Sunday 13 November 2011

WtB Podcast - 3. #myDLA


On Friday November the 11th several of the right wing newspapers were running dubious stories about DLA; varying from slightly massaging the facts to suit their agenda to out and out bollocks.

In response writer Lucy Glennon asked people on Twitter to use the hashtag #myDLA to tell their stories about claiming DLA and how they spend it. Inspired by this I asked WtB readers to submit short audio files with their DLA stories. This is what people had to say:

Person 1: I get DLA as I am bedbound with ME. My DLA review was
refused on paperwork and then it was stopped completely when I had a
medical because apparently, I don't look disabled. It was reinstated
at the highest rates after my MP became involved. The whole thing took
18 months to get sorted out and it shouldn't take an MP's involvement
to get the basic rate of support in this country. Daily Mail articles
are just full of lies and hate and I just don't understand why? What
did we do wrong? We've done nothing wrong, it's just so pointless.
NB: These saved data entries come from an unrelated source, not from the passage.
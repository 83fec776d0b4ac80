use serde::{Deserialize, Serialize};

/// A record id as it appears on the wire.
///
/// Seeded records carry small integer ids; records created through the API
/// get generated string ids (epoch milliseconds for guestbook entries).
/// Both shapes coexist inside one collection.
#[derive(Debug, Clone, PartialEq, Serialize, Deserialize)]
#[serde(untagged)]
pub enum RecordId {
    Number(i64),
    Text(String),
}

/// A lit memorial candle.
#[derive(Debug, Clone, Serialize, Deserialize)]
pub struct Candle {
    pub id: RecordId,
    pub name: String,
    #[serde(rename = "litAt")]
    pub lit_at: String,
}

/// A flower planted in the memorial garden.
#[derive(Debug, Clone, Serialize, Deserialize)]
pub struct Flower {
    pub id: RecordId,
    pub name: String,
    #[serde(rename = "plantedAt")]
    pub planted_at: String,
}

/// A sky lantern released in remembrance.
#[derive(Debug, Clone, Serialize, Deserialize)]
pub struct Lantern {
    pub id: RecordId,
    pub name: String,
    #[serde(rename = "releasedAt")]
    pub released_at: String,
}

/// A guestbook entry. `date` is the human-readable form shown on the page,
/// `created_at` the machine timestamp.
#[derive(Debug, Clone, Serialize, Deserialize)]
pub struct GuestbookEntry {
    pub id: RecordId,
    pub name: String,
    pub location: String,
    pub message: String,
    pub date: String,
    #[serde(rename = "createdAt")]
    pub created_at: String,
}

/// The tribute collections served by this API.
///
/// Each kind maps to one key in the record store and one response key in
/// the JSON the front-end consumes. The handlers in `crate::api` are
/// generic over this descriptor; adding a collection means adding a
/// variant here and a seed in `crate::seeds`.
#[derive(Debug, Clone, Copy, PartialEq, Eq)]
pub enum Kind {
    Candles,
    Flowers,
    Lanterns,
    Guestbook,
}

impl Kind {
    /// Resolve a URL path segment to a collection kind.
    pub fn from_slug(slug: &str) -> Option<Self> {
        match slug {
            "candles" => Some(Kind::Candles),
            "flowers" | "garden" => Some(Kind::Flowers),
            "lanterns" => Some(Kind::Lanterns),
            "guestbook" => Some(Kind::Guestbook),
            _ => None,
        }
    }

    /// The record store key this collection persists under.
    pub fn store_key(self) -> &'static str {
        match self {
            Kind::Candles => "candles",
            Kind::Flowers => "flowers",
            Kind::Lanterns => "lanterns",
            Kind::Guestbook => "entries",
        }
    }

    /// The key wrapping the record array in responses and replace bodies.
    pub fn response_key(self) -> &'static str {
        self.store_key()
    }

    /// Whether appends to this collection require a message body.
    pub fn requires_message(self) -> bool {
        matches!(self, Kind::Guestbook)
    }
}

// Request/Response types for API

#[derive(Debug, Deserialize)]
pub struct AppendRequest {
    pub name: Option<String>,
    pub location: Option<String>,
    pub message: Option<String>,
}

#[cfg(test)]
mod tests {
    use super::*;
    use serde_json::json;

    #[test]
    fn test_slug_resolution() {
        assert_eq!(Kind::from_slug("candles"), Some(Kind::Candles));
        assert_eq!(Kind::from_slug("flowers"), Some(Kind::Flowers));
        assert_eq!(Kind::from_slug("garden"), Some(Kind::Flowers));
        assert_eq!(Kind::from_slug("lanterns"), Some(Kind::Lanterns));
        assert_eq!(Kind::from_slug("guestbook"), Some(Kind::Guestbook));
        assert_eq!(Kind::from_slug("metrics"), None);
        assert_eq!(Kind::from_slug(""), None);
    }

    #[test]
    fn test_guestbook_stores_under_entries() {
        assert_eq!(Kind::Guestbook.store_key(), "entries");
        assert_eq!(Kind::Guestbook.response_key(), "entries");
        assert_eq!(Kind::Candles.store_key(), "candles");
    }

    #[test]
    fn test_record_id_accepts_both_wire_shapes() {
        let numeric: RecordId = serde_json::from_value(json!(3)).unwrap();
        assert_eq!(numeric, RecordId::Number(3));

        let text: RecordId = serde_json::from_value(json!("1764028800000")).unwrap();
        assert_eq!(text, RecordId::Text("1764028800000".to_string()));

        assert_eq!(serde_json::to_value(&RecordId::Number(7)).unwrap(), json!(7));
        assert_eq!(
            serde_json::to_value(&RecordId::Text("welcome".into())).unwrap(),
            json!("welcome")
        );
    }

    #[test]
    fn test_candle_wire_format_is_camel_case() {
        let candle = Candle {
            id: RecordId::Number(1),
            name: "Ada".to_string(),
            lit_at: "2025-11-20T18:00:00Z".to_string(),
        };
        let value = serde_json::to_value(&candle).unwrap();
        assert_eq!(value["litAt"], "2025-11-20T18:00:00Z");
        assert!(value.get("lit_at").is_none());
    }
}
Person 2: I have an invisable illness. It took me two years, a medical
assessment, two appeals and a tribunal to get my DLA. It was highly
damaging to my health. Because my illness is also variable, I let my
DLA lapse when my health improved for a while and now I've relapsed, I
have to go through it all again.

Person 3: My DLA is how I buy equipment. It pays for the electricity
that keeps my ventilator powered. It pays for the electricity that
keeps my feeding equipment powered. It pays for my electric
wheelchair, without which I would be completely unable to mobilise and
it pays for other smaller things like incontinence pads or special
cutlery, plates - all the things you can't really get from the NHS.
Really, without my Disability Living Allowance, I wouldn't be able to
survive and I would die without my ventilator.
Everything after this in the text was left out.